_Exercise details_
Every entry must be transcribed exactly as written.

Collected data
◆ ◆ ◆ ◆
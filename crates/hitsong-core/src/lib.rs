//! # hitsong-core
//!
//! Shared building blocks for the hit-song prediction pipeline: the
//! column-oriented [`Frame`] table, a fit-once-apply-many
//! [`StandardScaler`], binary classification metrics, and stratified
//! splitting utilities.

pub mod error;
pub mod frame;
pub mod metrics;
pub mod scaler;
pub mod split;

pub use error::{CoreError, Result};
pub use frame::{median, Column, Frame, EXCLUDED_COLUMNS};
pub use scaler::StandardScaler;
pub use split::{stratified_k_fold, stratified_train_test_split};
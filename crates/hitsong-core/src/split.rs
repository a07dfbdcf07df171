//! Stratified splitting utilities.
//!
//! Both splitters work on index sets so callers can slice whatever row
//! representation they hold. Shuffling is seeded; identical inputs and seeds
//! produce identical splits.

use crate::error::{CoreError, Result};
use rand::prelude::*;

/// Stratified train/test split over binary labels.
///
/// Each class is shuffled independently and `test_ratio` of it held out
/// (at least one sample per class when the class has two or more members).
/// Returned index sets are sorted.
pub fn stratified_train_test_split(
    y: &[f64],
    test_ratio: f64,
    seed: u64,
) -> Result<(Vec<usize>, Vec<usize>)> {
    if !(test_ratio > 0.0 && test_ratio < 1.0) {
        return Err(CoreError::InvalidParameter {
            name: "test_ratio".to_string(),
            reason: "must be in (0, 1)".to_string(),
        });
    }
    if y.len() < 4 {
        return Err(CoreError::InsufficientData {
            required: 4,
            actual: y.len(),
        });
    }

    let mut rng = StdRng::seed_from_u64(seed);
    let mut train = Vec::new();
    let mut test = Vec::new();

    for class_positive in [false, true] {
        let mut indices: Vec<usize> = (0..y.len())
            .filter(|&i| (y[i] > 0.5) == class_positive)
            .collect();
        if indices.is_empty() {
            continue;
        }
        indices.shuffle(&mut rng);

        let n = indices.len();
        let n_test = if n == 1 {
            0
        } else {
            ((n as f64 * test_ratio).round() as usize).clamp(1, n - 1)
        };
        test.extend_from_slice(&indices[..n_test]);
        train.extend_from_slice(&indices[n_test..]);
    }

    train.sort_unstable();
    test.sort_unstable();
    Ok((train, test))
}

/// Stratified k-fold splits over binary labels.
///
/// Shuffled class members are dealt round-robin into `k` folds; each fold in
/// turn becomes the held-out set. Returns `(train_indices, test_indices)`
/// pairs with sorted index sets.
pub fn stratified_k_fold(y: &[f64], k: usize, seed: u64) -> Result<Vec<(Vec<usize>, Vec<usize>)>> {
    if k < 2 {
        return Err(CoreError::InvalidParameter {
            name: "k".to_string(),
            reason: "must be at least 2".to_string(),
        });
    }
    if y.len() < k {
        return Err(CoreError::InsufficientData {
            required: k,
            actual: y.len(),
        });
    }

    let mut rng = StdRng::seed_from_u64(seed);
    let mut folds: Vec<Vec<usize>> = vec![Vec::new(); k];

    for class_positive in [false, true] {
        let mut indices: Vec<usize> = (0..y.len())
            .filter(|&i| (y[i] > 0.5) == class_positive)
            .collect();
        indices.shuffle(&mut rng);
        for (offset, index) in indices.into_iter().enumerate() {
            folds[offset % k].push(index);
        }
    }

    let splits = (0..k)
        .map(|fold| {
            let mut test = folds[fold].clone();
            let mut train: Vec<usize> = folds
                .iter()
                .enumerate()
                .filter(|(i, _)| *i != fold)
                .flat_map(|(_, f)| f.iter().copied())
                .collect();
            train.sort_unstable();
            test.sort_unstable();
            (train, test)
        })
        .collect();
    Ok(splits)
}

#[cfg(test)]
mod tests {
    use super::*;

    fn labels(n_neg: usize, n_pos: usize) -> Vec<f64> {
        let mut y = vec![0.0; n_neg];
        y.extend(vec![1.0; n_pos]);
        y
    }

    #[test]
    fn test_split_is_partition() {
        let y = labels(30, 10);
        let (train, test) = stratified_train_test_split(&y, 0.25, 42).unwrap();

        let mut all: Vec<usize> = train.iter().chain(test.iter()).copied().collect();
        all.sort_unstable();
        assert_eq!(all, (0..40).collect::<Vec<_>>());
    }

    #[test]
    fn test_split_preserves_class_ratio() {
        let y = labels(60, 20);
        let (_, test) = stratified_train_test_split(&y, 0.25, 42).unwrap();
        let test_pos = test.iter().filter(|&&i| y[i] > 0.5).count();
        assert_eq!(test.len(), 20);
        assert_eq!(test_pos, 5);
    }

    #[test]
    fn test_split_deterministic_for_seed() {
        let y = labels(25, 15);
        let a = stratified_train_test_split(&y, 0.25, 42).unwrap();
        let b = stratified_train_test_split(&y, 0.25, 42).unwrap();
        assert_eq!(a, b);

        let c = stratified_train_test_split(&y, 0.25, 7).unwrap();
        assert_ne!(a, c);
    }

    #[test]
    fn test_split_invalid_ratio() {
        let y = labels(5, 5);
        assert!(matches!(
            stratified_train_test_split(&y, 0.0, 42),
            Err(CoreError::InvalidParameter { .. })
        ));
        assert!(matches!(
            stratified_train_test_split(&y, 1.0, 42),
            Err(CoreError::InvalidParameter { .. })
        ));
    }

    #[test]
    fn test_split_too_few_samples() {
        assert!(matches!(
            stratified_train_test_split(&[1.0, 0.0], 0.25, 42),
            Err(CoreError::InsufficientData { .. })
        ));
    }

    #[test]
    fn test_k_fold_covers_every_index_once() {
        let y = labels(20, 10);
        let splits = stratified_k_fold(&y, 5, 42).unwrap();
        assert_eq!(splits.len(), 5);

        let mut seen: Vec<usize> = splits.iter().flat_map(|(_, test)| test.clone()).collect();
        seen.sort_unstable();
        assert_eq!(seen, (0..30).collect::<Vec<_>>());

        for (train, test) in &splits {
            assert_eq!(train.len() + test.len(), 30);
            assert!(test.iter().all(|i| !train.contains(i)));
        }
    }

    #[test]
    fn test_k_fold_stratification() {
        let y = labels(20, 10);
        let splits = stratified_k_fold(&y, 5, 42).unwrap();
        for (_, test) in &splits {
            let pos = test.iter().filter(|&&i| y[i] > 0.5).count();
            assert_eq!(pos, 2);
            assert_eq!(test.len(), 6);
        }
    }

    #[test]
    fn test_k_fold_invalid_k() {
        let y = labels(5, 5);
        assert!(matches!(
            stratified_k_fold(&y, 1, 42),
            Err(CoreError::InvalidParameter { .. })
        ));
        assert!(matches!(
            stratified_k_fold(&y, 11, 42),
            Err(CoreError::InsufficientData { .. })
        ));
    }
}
◆ ◆ ◆ ◆
_Task answer_
filename crates/hitsong-core/src/lib.rs
//! # hitsong-core
//!
//! Shared building blocks for the hit-song prediction pipeline: the
//! column-oriented [`Frame`] table, a fit-once-apply-many
//! [`StandardScaler`], binary classification metrics, and stratified
//! splitting utilities.

pub mod error;
pub mod frame;
pub mod metrics;
pub mod scaler;
pub mod split;

pub use error::{CoreError, Result};
pub use frame::{median, Column, Frame, EXCLUDED_COLUMNS};
pub use scaler::StandardScaler;
pub use split::{stratified_k_fold, stratified_train_test_split};
filename crates/hitsong-core/src/split.rs
repository a07dfbdcf07df171
//! Stratified splitting utilities.
//!
//! Both splitters work on index sets so callers can slice whatever row
//! representation they hold. Shuffling is seeded; identical inputs and seeds
//! produce identical splits.

use crate::error::{CoreError, Result};
use rand::prelude::*;

/// Stratified train/test split over binary labels.
///
/// Each class is shuffled independently and `test_ratio` of it held out
/// (at least one sample per class when the class has two or more members).
/// Returned index sets are sorted.
pub fn stratified_train_test_split(
    y: &[f64],
    test_ratio: f64,
    seed: u64,
) -> Result<(Vec<usize>, Vec<usize>)> {
    if !(test_ratio > 0.0 && test_ratio < 1.0) {
        return Err(CoreError::InvalidParameter {
            name: "test_ratio".to_string(),
            reason: "must be in (0, 1)".to_string(),
        });
    }
    if y.len() < 4 {
        return Err(CoreError::InsufficientData {
            required: 4,
            actual: y.len(),
        });
    }

    let mut rng = StdRng::seed_from_u64(seed);
    let mut train = Vec::new();
    let mut test = Vec::new();

    for class_positive in [false, true] {
        let mut indices: Vec<usize> = (0..y.len())
            .filter(|&i| (y[i] > 0.5) == class_positive)
            .collect();
        if indices.is_empty() {
            continue;
        }
        indices.shuffle(&mut rng);

        let n = indices.len();
        let n_test = if n == 1 {
            0
        } else {
            ((n as f64 * test_ratio).round() as usize).clamp(1, n - 1)
        };
        test.extend_from_slice(&indices[..n_test]);
        train.extend_from_slice(&indices[n_test..]);
    }

    train.sort_unstable();
    test.sort_unstable();
    Ok((train, test))
}

/// Stratified k-fold splits over binary labels.
///
/// Shuffled class members are dealt round-robin into `k` folds; each fold in
/// turn becomes the held-out set. Returns `(train_indices, test_indices)`
/// pairs with sorted index sets.
pub fn stratified_k_fold(y: &[f64], k: usize, seed: u64) -> Result<Vec<(Vec<usize>, Vec<usize>)>> {
    if k < 2 {
        return Err(CoreError::InvalidParameter {
            name: "k".to_string(),
            reason: "must be at least 2".to_string(),
        });
    }
    if y.len() < k {
        return Err(CoreError::InsufficientData {
            required: k,
            actual: y.len(),
        });
    }

    let mut rng = StdRng::seed_from_u64(seed);
    let mut folds: Vec<Vec<usize>> = vec![Vec::new(); k];

    for class_positive in [false, true] {
        let mut indices: Vec<usize> = (0..y.len())
            .filter(|&i| (y[i] > 0.5) == class_positive)
            .collect();
        indices.shuffle(&mut rng);
        for (offset, index) in indices.into_iter().enumerate() {
            folds[offset % k].push(index);
        }
    }

    let splits = (0..k)
        .map(|fold| {
            let mut test = folds[fold].clone();
            let mut train: Vec<usize> = folds
                .iter()
                .enumerate()
                .filter(|(i, _)| *i != fold)
                .flat_map(|(_, f)| f.iter().copied())
                .collect();
            train.sort_unstable();
            test.sort_unstable();
            (train, test)
        })
        .collect();
    Ok(splits)
}

#[cfg(test)]
mod tests {
    use super::*;

    fn labels(n_neg: usize, n_pos: usize) -> Vec<f64> {
        let mut y = vec![0.0; n_neg];
        y.extend(vec![1.0; n_pos]);
        y
    }

    #[test]
    fn test_split_is_partition() {
        let y = labels(30, 10);
        let (train, test) = stratified_train_test_split(&y, 0.25, 42).unwrap();

        let mut all: Vec<usize> = train.iter().chain(test.iter()).copied().collect();
        all.sort_unstable();
        assert_eq!(all, (0..40).collect::<Vec<_>>());
    }

    #[test]
    fn test_split_preserves_class_ratio() {
        let y = labels(60, 20);
        let (_, test) = stratified_train_test_split(&y, 0.25, 42).unwrap();
        let test_pos = test.iter().filter(|&&i| y[i] > 0.5).count();
        assert_eq!(test.len(), 20);
        assert_eq!(test_pos, 5);
    }

    #[test]
    fn test_split_deterministic_for_seed() {
        let y = labels(25, 15);
        let a = stratified_train_test_split(&y, 0.25, 42).unwrap();
        let b = stratified_train_test_split(&y, 0.25, 42).unwrap();
        assert_eq!(a, b);

        let c = stratified_train_test_split(&y, 0.25, 7).unwrap();
        assert_ne!(a, c);
    }

    #[test]
    fn test_split_invalid_ratio() {
        let y = labels(5, 5);
        assert!(matches!(
            stratified_train_test_split(&y, 0.0, 42),
            Err(CoreError::InvalidParameter { .. })
        ));
        assert!(matches!(
            stratified_train_test_split(&y, 1.0, 42),
            Err(CoreError::InvalidParameter { .. })
        ));
    }

    #[test]
    fn test_split_too_few_samples() {
        assert!(matches!(
            stratified_train_test_split(&[1.0, 0.0], 0.25, 42),
            Err(CoreError::InsufficientData { .. })
        ));
    }

    #[test]
    fn test_k_fold_covers_every_index_once() {
        let y = labels(20, 10);
        let splits = stratified_k_fold(&y, 5, 42).unwrap();
        assert_eq!(splits.len(), 5);

        let mut seen: Vec<usize> = splits.iter().flat_map(|(_, test)| test.clone()).collect();
        seen.sort_unstable();
        assert_eq!(seen, (0..30).collect::<Vec<_>>());

        for (train, test) in &splits {
            assert_eq!(train.len() + test.len(), 30);
            assert!(test.iter().all(|i| !train.contains(i)));
        }
    }

    #[test]
    fn test_k_fold_stratification() {
        let y = labels(20, 10);
        let splits = stratified_k_fold(&y, 5, 42).unwrap();
        for (_, test) in &splits {
            let pos = test.iter().filter(|&&i| y[i] > 0.5).count();
            assert_eq!(pos, 2);
            assert_eq!(test.len(), 6);
        }
    }

    #[test]
    fn test_k_fold_invalid_k() {
        let y = labels(5, 5);
        assert!(matches!(
            stratified_k_fold(&y, 1, 42),
            Err(CoreError::InvalidParameter { .. })
        ));
        assert!(matches!(
            stratified_k_fold(&y, 11, 42),
            Err(CoreError::InsufficientData { .. })
        ));
    }
}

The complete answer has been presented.